RECORDS FOR THIS TASK:
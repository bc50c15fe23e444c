// =============================================================================
// Signals Module
// =============================================================================
//
// - Stateless crossover classifier over a (prev, curr) indicator pair
// - Caller-side cooldown that keeps one crossover from firing repeatedly

pub mod classifier;
pub mod cooldown;

pub use classifier::{classify, last_pair, OscillatorSnapshot};
pub use cooldown::SignalCooldown;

AIM OF THE TASK: Copy every line of the listing that includes the string "crossover".

RESPONSE BELOW:
// - Stateless crossover classifier over a (prev, curr) indicator pair
// - Caller-side cooldown that keeps one crossover from firing repeatedly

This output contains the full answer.